Wednesday, December 9, 2020

2021 is saying, "Hold my beer!"

I have been warning for quite a while, that firmware, particularly UEFI, is the next malware battleground. It is heating up, and everyone needs to start to pay attention.

Consider these items:

One of the RansomWare crews is starting to try to examine, and maybe modify, UEFI

Just to highlight how powerful UEFI is, someone has ported Doom to UEFI. This is pretty awesome, especially if you are a Doom fan, but it sure shows something about UEFI … Doom

The Hacking Team UEFI rootkit seems to have re-surfaced from a nation/state team … Hacking Team

As well as those little itms, having analyzed about 3,000 firmware blobs, here are some of our key findings…

• UEFI firmware contains between 200 and about 1,000 compiled C programs, in Windows format, which is a format well understood by attackers, and defenders, alike.

• approximately half the executables will have signing certificates that are expired. It turns out that certificates are only checked at flash time. What this means is that if something can get write access to the firmware, it could infect, or replace, whatever it likes.

• Nation-state actors have already managed some penetration, with attacks like Shadow Hammer, and LoJax.

• about seven manufacturers have firmware programs that are roughly functionally equivalent to the Lenovo rootkit, from 2015. They are just not as noisy, so they haven’t been noticed.

• out of a random sampling of about 1,500 blobs, 581 had remote update by http or ftp capability, 117 had email capabilities, 1287 had some password reset capability, and 260 contained the word ‘backdoor’

• UEFI has its own network stack, and can download programs, and whole operating systems, from the Internet using http or ftp and some can send email using EHLO

Now, I'm not saying that UEFI is bad. It's the opposite... it's great! It is, however, immensely powerful, and one of the truths of computer security is that functionality (or power) and security tend to exist in an inverse relationship. In other words, the more powerful something is, the less secure it tends to be.

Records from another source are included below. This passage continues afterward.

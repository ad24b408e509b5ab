//! Server configuration.

use std::time::Duration;

use tictac_service::DEFAULT_SERVICE;
use tictac_transport::DEFAULT_MAX_FRAME_LEN;

/// Address the server listens on unless told otherwise.
pub const DEFAULT_BIND_ADDR: &str = "0.0.0.0:5000";

/// Settings for a [`TictacServer`](crate::TictacServer).
///
/// Build one with `ServerConfig::default()` and override the fields you
/// care about, or go through
/// [`TictacServerBuilder`](crate::TictacServerBuilder).
#[derive(Debug, Clone, PartialEq, Eq)]
pub struct ServerConfig {
    /// Listen address, e.g. `"127.0.0.1:0"` for an ephemeral port.
    pub bind_addr: String,

    /// Service every connection's calls are routed to.
    pub service_name: String,

    /// Largest frame either side of a connection may send, in bytes.
    pub max_frame_len: usize,

    /// How long a connection may sit between calls before the server
    /// drops it. `None` keeps idle connections open forever.
    pub idle_timeout: Option<Duration>,
}

impl Default for ServerConfig {
    fn default() -> Self {
        Self {
            bind_addr: DEFAULT_BIND_ADDR.to_string(),
            service_name: DEFAULT_SERVICE.to_string(),
            max_frame_len: DEFAULT_MAX_FRAME_LEN,
            idle_timeout: None,
        }
    }
}
//! Tic-tac-toe game state for tictac.
//!
//! This crate is the thing the RMI layer fronts. It knows nothing about
//! sockets, frames or services:
//!
//! - [`GameState`]: the rules (board, turn, status) and the move
//!   transition.
//! - [`SharedGame`]: a `GameState` behind one mutex, safe to call from any
//!   number of connection handlers.
//! - [`Scoreboard`]: win/draw tallies across rounds.

mod board;
mod error;
mod scoreboard;
mod shared;
mod state;

pub use board::{Board, Cell, Player, CELL_COUNT, LINES};
pub use error::MoveError;
pub use scoreboard::{Scoreboard, Tally};
pub use shared::SharedGame;
pub use state::{GameState, MoveOutcome, Status};
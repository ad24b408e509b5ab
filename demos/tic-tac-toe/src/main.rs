use std::sync::Arc;
use std::time::Duration;

use rand::seq::IndexedRandom;
use tictac::prelude::*;

/// How long a player waits before checking whether it's their turn again.
const POLL_INTERVAL: Duration = Duration::from_millis(50);

// ---------------------------------------------------------------------------
// Random-move player
// ---------------------------------------------------------------------------

/// Free cells on a board as returned by `get_board`.
fn free_cells(board: &[char; 9]) -> Vec<i32> {
    (0..9).filter(|&i| board[i as usize] == '-').collect()
}

fn render(board: &[char; 9]) -> String {
    board
        .chunks(3)
        .map(|row| {
            row.iter()
                .map(char::to_string)
                .collect::<Vec<_>>()
                .join(" | ")
        })
        .collect::<Vec<_>>()
        .join("\n---------\n")
}

/// Plays `me` with random moves until the round is over. Returns the final
/// status string.
async fn play(client: &RemoteGameClient, me: Player) -> String {
    loop {
        let status = client.get_status().await;
        if status != "IN_PROGRESS" {
            return status;
        }

        if client.get_current_player().await != me.as_char() {
            tokio::time::sleep(POLL_INTERVAL).await;
            continue;
        }

        let board = client.get_board().await;
        let Some(&position) = free_cells(&board).choose(&mut rand::rng())
        else {
            return status;
        };
        let reply = client.make_move(me, position).await;
        tracing::info!(player = %me, position, %reply, "move");
    }
}

// ---------------------------------------------------------------------------
// Modes
// ---------------------------------------------------------------------------

async fn serve(addr: &str) -> Result<(), TictacError> {
    let server = TictacServer::builder().bind(addr).build().await?;
    server.registry().display_cache();
    server.run().await
}

/// Two random players connect to `addr` and play one round.
async fn play_round(addr: &str) -> Result<String, TictacError> {
    let x = Arc::new(RemoteGameClient::connect(addr).await?);
    let o = Arc::new(RemoteGameClient::connect(addr).await?);

    let x_task = tokio::spawn({
        let x = Arc::clone(&x);
        async move { play(&x, Player::X).await }
    });
    let o_task = tokio::spawn({
        let o = Arc::clone(&o);
        async move { play(&o, Player::O).await }
    });
    let (x_result, _) = tokio::join!(x_task, o_task);
    let status = x_result.unwrap_or_else(|e| format!("Error: {e}"));

    println!("{}\n\n{status}", render(&x.get_board().await));
    x.disconnect().await;
    o.disconnect().await;
    Ok(status)
}

/// Starts a server on an ephemeral port and plays one round against it.
async fn demo() -> Result<(), Box<dyn std::error::Error>> {
    let server = TictacServer::builder().bind("127.0.0.1:0").build().await?;
    let addr = server.local_addr()?;
    let registry = Arc::clone(server.registry());
    let host = Arc::clone(server.host());
    tokio::spawn(server.run());

    play_round(&addr.to_string()).await?;

    registry.display_cache();
    let tally = host.scoreboard().snapshot();
    tracing::info!(
        x_wins = tally.x_wins,
        o_wins = tally.o_wins,
        draws = tally.draws,
        "scoreboard"
    );
    Ok(())
}

#[tokio::main]
async fn main() -> Result<(), Box<dyn std::error::Error>> {
    tracing_subscriber::fmt()
        .with_env_filter(
            tracing_subscriber::EnvFilter::try_from_default_env()
                .unwrap_or_else(|_| "info".into()),
        )
        .init();

    let mut args = std::env::args().skip(1);
    let mode = args.next();
    let addr = args.next();

    match mode.as_deref() {
        Some("serve") => {
            serve(addr.as_deref().unwrap_or(tictac::DEFAULT_BIND_ADDR)).await?
        }
        Some("play") => {
            play_round(addr.as_deref().unwrap_or("127.0.0.1:5000")).await?;
        }
        None => demo().await?,
        Some(other) => {
            eprintln!("usage: tic-tac-toe [serve|play] [addr] (got {other:?})");
            std::process::exit(2);
        }
    }
    Ok(())
}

It is clear that our adversaries, from ransomware gangs, to nation/state teams, are attacking the firmware, and it is heating up. Everyone needs to start paying attention. It doesn't matter if your stuff is all in the cloud, because if something bad gets in the firmware, it will be able to find your cloud credentials, and your blockchain private keys, and ... whatever it wants.

Everyone is waiting for 2020 to end, but I reckon 2021 is saying, "Hold my beer, and watch this!"